> **Work required**
Search the material for the string "Partial", then return every line where it is found.
:: Data for analysis ::
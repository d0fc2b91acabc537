use crate::database::rows::{collect_valid, enum_column, tags_column, tags_to_json};
use crate::database::AsyncDbConnection;
use anyhow::Result;
use rusqlite::{params, OptionalExtension, Row};
use leadzen_core::dedupe_tags;
use shared_types::{Contact, ContactCategory, CreateContactRequest};

const CONTACT_COLUMNS: &str = "id, first_name, last_name, email, phone, company, position,
        address, notes, tags, category, is_favorite, created_at, updated_at, last_contacted_at";

fn contact_from_row(row: &Row) -> rusqlite::Result<Contact> {
    Ok(Contact {
        id: row.get(0)?,
        first_name: row.get(1)?,
        last_name: row.get(2)?,
        email: row.get(3)?,
        phone: row.get(4)?,
        company: row.get(5)?,
        position: row.get(6)?,
        address: row.get(7)?,
        notes: row.get(8)?,
        tags: tags_column(row, 9)?,
        category: enum_column(row, 10, ContactCategory::parse)?,
        is_favorite: row.get(11)?,
        created_at: row.get(12)?,
        updated_at: row.get(13)?,
        last_contacted_at: row.get(14)?,
    })
}

pub async fn insert_contact(
    conn: AsyncDbConnection,
    request: &CreateContactRequest,
) -> Result<Contact> {
    let conn = conn.lock().await?;
    let now = chrono::Utc::now().timestamp();
    let mut tag_list = request.tags.clone();
    dedupe_tags(&mut tag_list);
    let tags = tags_to_json(&tag_list)?;

    let id: i64 = conn.query_row(
        "INSERT INTO contacts
         (first_name, last_name, email, phone, company, position, address, notes, tags,
          category, is_favorite, created_at, updated_at)
         VALUES (?1, ?2, ?3, ?4, ?5, ?6, ?7, ?8, ?9, ?10, false, ?11, ?12)
         RETURNING id",
        params![
            request.first_name,
            request.last_name,
            request.email,
            request.phone,
            request.company,
            request.position,
            request.address,
            request.notes,
            tags,
            request.category.as_str(),
            now,
            now
        ],
        |row| row.get(0),
    )?;

    Ok(Contact {
        id,
        first_name: request.first_name.clone(),
        last_name: request.last_name.clone(),
        email: request.email.clone(),
        phone: request.phone.clone(),
        company: request.company.clone(),
        position: request.position.clone(),
        address: request.address.clone(),
        notes: request.notes.clone(),
        tags: tag_list,
        category: request.category,
        is_favorite: false,
        created_at: now,
        updated_at: now,
        last_contacted_at: None,
    })
}

pub async fn get_contact(conn: AsyncDbConnection, id: i64) -> Result<Option<Contact>> {
    let conn = conn.lock().await?;

    let contact = conn
        .query_row(
            &format!("SELECT {} FROM contacts WHERE id = ?1", CONTACT_COLUMNS),
            [id],
            contact_from_row,
        )
        .optional()
        .map_err(|e| anyhow::anyhow!("Failed to get contact: {}", e))?;

    Ok(contact)
}

pub async fn list_contacts(
    conn: AsyncDbConnection,
    limit: usize,
    offset: usize,
) -> Result<Vec<Contact>> {
    let conn = conn.lock().await?;

    let mut stmt = conn.prepare(&format!(
        "SELECT {} FROM contacts ORDER BY first_name COLLATE NOCASE, last_name COLLATE NOCASE, id
            LIMIT ?1 OFFSET ?2",
        CONTACT_COLUMNS
    ))?;

    let rows = stmt.query_map(params![limit as i64, offset as i64], contact_from_row)?;
    Ok(collect_valid(rows, "contacts"))
}

/// Flips the favourite flag in a single statement so concurrent toggles never
/// overwrite each other. Returns `None` when no contact has that id.
pub async fn toggle_favorite(conn: AsyncDbConnection, id: i64) -> Result<Option<Contact>> {
    let conn = conn.lock().await?;
    let now = chrono::Utc::now().timestamp();

    let contact = conn
        .query_row(
            &format!(
                "UPDATE contacts SET is_favorite = NOT is_favorite, updated_at = ?1
                 WHERE id = ?2
                 RETURNING {}",
                CONTACT_COLUMNS
            ),
            params![now, id],
            contact_from_row,
        )
        .optional()?;

    Ok(contact)
}

pub async fn count_contacts(conn: AsyncDbConnection) -> Result<i64> {
    let conn = conn.lock().await?;
    Ok(conn.query_row("SELECT COUNT(*) FROM contacts", [], |row| row.get(0))?)
}
//! Phone number cleaning, normalization and caller-to-lead matching.

use regex::Regex;
use shared_types::{Lead, MatchConfidence, PhoneMatchResponse};
use std::cmp::Ordering;
use std::sync::OnceLock;
use tracing::debug;

const DEFAULT_COUNTRY_CODE: &str = "+91";

fn caller_id_pattern() -> &'static Regex {
    static PATTERN: OnceLock<Regex> = OnceLock::new();
    PATTERN.get_or_init(|| Regex::new(r"<([+\d\s\-().]+)>").unwrap())
}

/// Digits only. An 11-digit number with a leading `1` loses it.
pub fn clean_phone_number(phone: &str) -> String {
    let digits: String = phone.chars().filter(char::is_ascii_digit).collect();
    if digits.len() == 11 && digits.starts_with('1') {
        digits[1..].to_string()
    } else {
        digits
    }
}

/// Canonical form used for matching: `+91XXXXXXXXXX` where recognisable.
pub fn normalize_phone_number(phone: &str) -> String {
    let normalized: String = phone
        .chars()
        .filter(|c| c.is_ascii_digit() || *c == '+')
        .collect();

    if normalized.starts_with(DEFAULT_COUNTRY_CODE) {
        normalized
    } else if normalized.starts_with("91") && normalized.len() == 12 {
        format!("+{}", normalized)
    } else if normalized.len() == 10 {
        format!("{}{}", DEFAULT_COUNTRY_CODE, normalized)
    } else {
        normalized
    }
}

pub fn format_phone_number(phone: &str) -> String {
    let cleaned = clean_phone_number(phone);
    match cleaned.len() {
        0 => "Unknown".to_string(),
        10 => format!("({}) {}-{}", &cleaned[..3], &cleaned[3..6], &cleaned[6..]),
        _ => cleaned,
    }
}

/// Compares the last ten cleaned digits. Empty numbers never match.
pub fn phone_numbers_equal(a: &str, b: &str) -> bool {
    let a = clean_phone_number(a);
    let b = clean_phone_number(b);
    if a.is_empty() || b.is_empty() {
        return false;
    }
    last_digits(&a, 10) == last_digits(&b, 10)
}

fn last_digits(digits: &str, n: usize) -> &str {
    &digits[digits.len().saturating_sub(n)..]
}

/// Pulls the number out of caller ids such as `John Doe <+15551234567>`
pub fn extract_phone_from_caller_id(caller_id: &str) -> String {
    match caller_id_pattern().captures(caller_id) {
        Some(captures) => clean_phone_number(&captures[1]),
        None => clean_phone_number(caller_id),
    }
}

pub fn match_phone_to_leads(phone: &str, leads: &[Lead]) -> PhoneMatchResponse {
    let normalized_number = normalize_phone_number(phone);

    let matched_leads: Vec<Lead> = leads
        .iter()
        .filter(|lead| {
            lead.phone
                .as_deref()
                .filter(|p| !p.is_empty())
                .is_some_and(|p| normalize_phone_number(p) == normalized_number)
        })
        .cloned()
        .collect();

    let confidence = match matched_leads.len() {
        0 => MatchConfidence::None,
        1 => MatchConfidence::Exact,
        _ => MatchConfidence::Partial,
    };

    debug!(
        "Phone {} matched {} lead(s) ({:?})",
        normalized_number,
        matched_leads.len(),
        confidence
    );

    let best_match = select_best_match(&matched_leads).cloned();
    PhoneMatchResponse {
        phone_number: phone.to_string(),
        normalized_number,
        matched_leads,
        confidence,
        best_match,
    }
}

/// Most recently updated wins; ties go to the higher priority
pub fn select_best_match(leads: &[Lead]) -> Option<&Lead> {
    leads.iter().min_by(|a, b| match b.updated_at.cmp(&a.updated_at) {
        Ordering::Equal => b.priority.cmp(&a.priority),
        other => other,
    })
}

#[cfg(test)]
mod tests {
    use super::*;
    use crate::filter::fixtures::lead;
    use shared_types::{LeadPriority, LeadStatus};

    fn lead_with_phone(id: i64, phone: &str, updated_at: i64, priority: LeadPriority) -> Lead {
        let mut lead = lead(id, &format!("Lead {}", id), LeadStatus::New);
        lead.phone = Some(phone.to_string());
        lead.updated_at = updated_at;
        lead.priority = priority;
        lead
    }

    #[test]
    fn test_clean_drops_us_country_code() {
        assert_eq!(clean_phone_number("+1 (555) 123-4567"), "5551234567");
        assert_eq!(clean_phone_number("98765 43210"), "9876543210");
        assert_eq!(clean_phone_number(""), "");
    }

    #[test]
    fn test_normalize_indian_formats() {
        assert_eq!(normalize_phone_number("+91 98765 43210"), "+919876543210");
        assert_eq!(normalize_phone_number("919876543210"), "+919876543210");
        assert_eq!(normalize_phone_number("98765-43210"), "+919876543210");
        assert_eq!(normalize_phone_number("12345"), "12345");
    }

    #[test]
    fn test_format_for_display() {
        assert_eq!(format_phone_number("5551234567"), "(555) 123-4567");
        assert_eq!(format_phone_number("12345"), "12345");
        assert_eq!(format_phone_number("n/a"), "Unknown");
    }

    #[test]
    fn test_equality_uses_last_ten_digits() {
        assert!(phone_numbers_equal("+91 98765 43210", "9876543210"));
        assert!(!phone_numbers_equal("9876543210", "9876543211"));
        assert!(!phone_numbers_equal("", ""));
    }

    #[test]
    fn test_extract_prefers_angle_brackets() {
        assert_eq!(
            extract_phone_from_caller_id("John Doe <+15551234567>"),
            "5551234567"
        );
        assert_eq!(extract_phone_from_caller_id("555.123.4567"), "5551234567");
    }

    #[test]
    fn test_match_confidence() {
        let leads = vec![
            lead_with_phone(1, "+91 98765 43210", 10, LeadPriority::Low),
            lead_with_phone(2, "9123456789", 10, LeadPriority::Low),
        ];

        let exact = match_phone_to_leads("98765 43210", &leads);
        assert_eq!(exact.confidence, MatchConfidence::Exact);
        assert_eq!(exact.best_match.map(|l| l.id), Some(1));

        let none = match_phone_to_leads("9000000000", &leads);
        assert_eq!(none.confidence, MatchConfidence::None);
        assert!(none.best_match.is_none());
    }

    #[test]
    fn test_best_match_prefers_recent_then_priority() {
        let leads = vec![
            lead_with_phone(1, "9876543210", 10, LeadPriority::Urgent),
            lead_with_phone(2, "9876543210", 20, LeadPriority::Low),
            lead_with_phone(3, "9876543210", 20, LeadPriority::High),
        ];

        let result = match_phone_to_leads("9876543210", &leads);

        assert_eq!(result.confidence, MatchConfidence::Partial);
        assert_eq!(result.matched_leads.len(), 3);
        assert_eq!(result.best_match.map(|l| l.id), Some(3));
    }
}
:::
> **Response to the task**
        _ => MatchConfidence::Partial,
        assert_eq!(result.confidence, MatchConfidence::Partial);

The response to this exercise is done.